Aerodynamics, from Ancient Greek: ἀήρ aero (air) + Ancient Greek: δυναμική (dynamics), is the study of the motion of air, particularly when affected by a solid object, such as an airplane wing. It involves topics covered in the field of fluid dynamics and its subfield of gas dynamics. The term aerodynamics is often used synonymously with gas dynamics, the difference being that "gas dynamics" applies to the study of the motion of all gases, and is not limited to air. The formal study of aerodynamics began in the modern sense in the eighteenth century, although observations of fundamental concepts such as aerodynamic drag were recorded much earlier. Most of the early efforts in aerodynamics were directed toward achieving heavier-than-air flight, which was first demonstrated by Otto Lilienthal in 1891. Since then, the use of aerodynamics through mathematical analysis, empirical approximations, wind tunnel experimentation, and computer simulations has formed a rational basis for the development of heavier-than-air flight and a number of other technologies. Recent work in aerodynamics has focused on issues related to compressible flow, turbulence, and boundary layers and has become increasingly computational in nature.
Wind tunnels are large tubes with air blowing through them which are used to replicate the interaction between air and an object flying through the air or moving along the ground.

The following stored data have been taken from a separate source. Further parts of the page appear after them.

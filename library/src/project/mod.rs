pub mod document;
pub mod events;
pub mod node;
#[allow(clippy::module_inception)]
pub mod project;

pub use self::document::{NodeDocument, ProjectDocument, SourceLink};
pub use self::events::{EventBus, ProjectEvent, Subscription, SubscriptionId};
pub use self::node::Node;
pub use self::project::Project;

/// Stable node id, unique within a project. Ids start at 1.
pub type NodeId = u32;

/// Target of a source assignment.
#[derive(Clone, Copy, Debug, PartialEq, Eq, Hash)]
pub enum SlotIndex {
    /// The first slot that is currently empty.
    Any,
    At(usize),
}

impl From<usize> for SlotIndex {
    fn from(slot: usize) -> Self {
        SlotIndex::At(slot)
    }
}
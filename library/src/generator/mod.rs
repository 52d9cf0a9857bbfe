//! Generator contract consumed by nodes.

use std::collections::BTreeMap;
use std::fmt;
use std::sync::Arc;

use serde::{Deserialize, Serialize};

use crate::model::{Image, ImageSize, SettingDefinition, Settings};

/// Images of a node's populated source slots, keyed by slot index.
/// An unpopulated slot is simply absent.
pub type SourceImages = BTreeMap<usize, Arc<Image>>;

/// Shared handle to a generator. Generators are immutable after construction
/// and may be invoked concurrently by several render workers.
pub type GeneratorRef = Arc<dyn Generator>;

#[derive(Serialize, Deserialize, Clone, Copy, Debug, PartialEq, Eq, Hash)]
pub enum GeneratorCategory {
    /// Produces an image from settings alone.
    Generator,
    /// Transforms a single source image.
    Filter,
    /// Combines several source images.
    Combiner,
}

impl fmt::Display for GeneratorCategory {
    fn fmt(&self, f: &mut fmt::Formatter<'_>) -> fmt::Result {
        let label = match self {
            GeneratorCategory::Generator => "Generator",
            GeneratorCategory::Filter => "Filter",
            GeneratorCategory::Combiner => "Combiner",
        };
        f.write_str(label)
    }
}

/// A pure image computation.
///
/// `generate` must return an image of exactly `size`, must tolerate missing
/// source slots and must not fail: invalid input degrades to zero-filled output.
pub trait Generator: Send + Sync {
    /// Unique name, used as the registry key and in project documents.
    fn name(&self) -> &str;

    fn description(&self) -> &str {
        ""
    }

    fn category(&self) -> GeneratorCategory;

    fn source_slot_count(&self) -> usize;

    fn slot_name(&self, slot: usize) -> String {
        format!("Source {}", slot + 1)
    }

    fn settings(&self) -> &[SettingDefinition];

    fn generate(&self, size: ImageSize, sources: &SourceImages, settings: &Settings) -> Image;

    /// Every declared setting at its default value.
    fn default_settings(&self) -> Settings {
        self.settings()
            .iter()
            .map(|def| (def.key.clone(), def.default_value.clone()))
            .collect()
    }
}

/// Fills in generator defaults for keys the node never set and clamps
/// declared numeric settings into their range.
pub fn merge_with_defaults(generator: &dyn Generator, explicit: &Settings) -> Settings {
    let mut merged = explicit.clone();
    for def in generator.settings() {
        let value = match merged.get(&def.key) {
            Some(value) => def.clamp(value),
            None => def.default_value.clone(),
        };
        merged.insert(def.key.clone(), value);
    }
    merged
}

Researchers use wind tunnels to learn more about how an aircraft will fly. NASA uses wind tunnels to test scale models of aircraft and spacecraft. Some wind tunnels are large enough to contain full-size versions of vehicles. The wind tunnel moves air around an object, making it seem as if the object is flying.
Transonic flow is air flowing around an object at a speed that generates regions of both subsonic and supersonic airflow around that object. The exact range of speeds depends on the object's critical Mach number, but transonic flow is seen at flight speeds close to the speed of sound, typically between Mach 0.8 and 1.2.
The Langley Research Center, located in Hampton, Virginia, United States of America, is the oldest of NASA's field centers. Near the Chesapeake Bay front of Langley Air Force Base. LaRC has focused primarily on aeronautical research but has also tested space hardware such as the Apollo Lunar Module. In addition, many of the earliest high-profile space missions were planned and designed on-site. Langley was also considered a potential site for NASA's Manned Spacecraft Center prior to the eventual selection of Houston, Texas.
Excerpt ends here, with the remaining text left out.